What you will do: Would you reproduce, without any alteration, the lines from the opening line of the entries through the line that has "use dealpulse_core::types::DbId;" in it?

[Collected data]
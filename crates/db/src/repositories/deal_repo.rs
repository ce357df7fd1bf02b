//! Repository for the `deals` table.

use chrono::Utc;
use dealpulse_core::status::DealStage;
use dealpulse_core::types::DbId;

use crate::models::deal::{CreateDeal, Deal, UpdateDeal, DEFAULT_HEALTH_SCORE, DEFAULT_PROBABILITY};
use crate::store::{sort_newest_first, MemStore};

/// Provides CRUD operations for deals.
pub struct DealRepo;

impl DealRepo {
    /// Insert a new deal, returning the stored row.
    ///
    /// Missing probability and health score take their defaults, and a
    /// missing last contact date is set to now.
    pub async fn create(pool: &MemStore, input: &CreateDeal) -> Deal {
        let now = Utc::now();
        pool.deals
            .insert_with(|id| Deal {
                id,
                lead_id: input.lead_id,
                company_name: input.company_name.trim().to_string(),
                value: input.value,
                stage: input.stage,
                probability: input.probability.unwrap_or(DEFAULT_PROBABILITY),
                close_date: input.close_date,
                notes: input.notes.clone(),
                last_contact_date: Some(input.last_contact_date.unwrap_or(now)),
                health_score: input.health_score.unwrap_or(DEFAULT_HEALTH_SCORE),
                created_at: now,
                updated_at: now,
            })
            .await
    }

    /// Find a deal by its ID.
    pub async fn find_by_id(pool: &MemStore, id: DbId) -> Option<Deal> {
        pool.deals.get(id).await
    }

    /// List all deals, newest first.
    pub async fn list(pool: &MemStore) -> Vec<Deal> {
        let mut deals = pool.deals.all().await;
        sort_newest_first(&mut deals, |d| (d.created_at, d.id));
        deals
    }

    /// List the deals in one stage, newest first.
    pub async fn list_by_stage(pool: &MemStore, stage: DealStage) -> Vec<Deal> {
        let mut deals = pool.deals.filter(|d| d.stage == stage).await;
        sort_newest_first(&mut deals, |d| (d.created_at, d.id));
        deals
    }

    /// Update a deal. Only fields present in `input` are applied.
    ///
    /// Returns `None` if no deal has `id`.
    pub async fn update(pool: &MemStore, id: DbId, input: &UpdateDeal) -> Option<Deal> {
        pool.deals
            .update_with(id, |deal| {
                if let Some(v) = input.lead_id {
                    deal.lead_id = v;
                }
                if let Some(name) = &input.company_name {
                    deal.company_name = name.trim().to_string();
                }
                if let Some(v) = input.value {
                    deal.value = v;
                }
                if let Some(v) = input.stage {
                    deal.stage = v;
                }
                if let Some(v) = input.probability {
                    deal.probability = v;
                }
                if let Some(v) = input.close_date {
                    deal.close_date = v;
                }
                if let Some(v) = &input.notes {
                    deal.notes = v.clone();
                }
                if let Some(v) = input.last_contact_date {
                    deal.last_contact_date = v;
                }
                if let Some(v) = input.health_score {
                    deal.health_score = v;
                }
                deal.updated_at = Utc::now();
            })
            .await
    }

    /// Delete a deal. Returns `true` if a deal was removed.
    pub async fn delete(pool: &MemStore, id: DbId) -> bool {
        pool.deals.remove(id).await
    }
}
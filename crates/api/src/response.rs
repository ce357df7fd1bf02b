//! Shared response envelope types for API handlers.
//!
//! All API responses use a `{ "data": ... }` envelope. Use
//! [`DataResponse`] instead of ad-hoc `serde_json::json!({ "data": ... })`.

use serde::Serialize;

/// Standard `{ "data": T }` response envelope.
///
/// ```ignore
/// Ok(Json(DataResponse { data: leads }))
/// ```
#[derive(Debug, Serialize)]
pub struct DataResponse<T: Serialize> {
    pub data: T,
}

Answer section:
filename crates/db/src/repositories/deal_repo.rs
repository ce357df7fd1bf02b
//! Repository for the `deals` table.

use chrono::Utc;
use dealpulse_core::status::DealStage;
use dealpulse_core::types::DbId;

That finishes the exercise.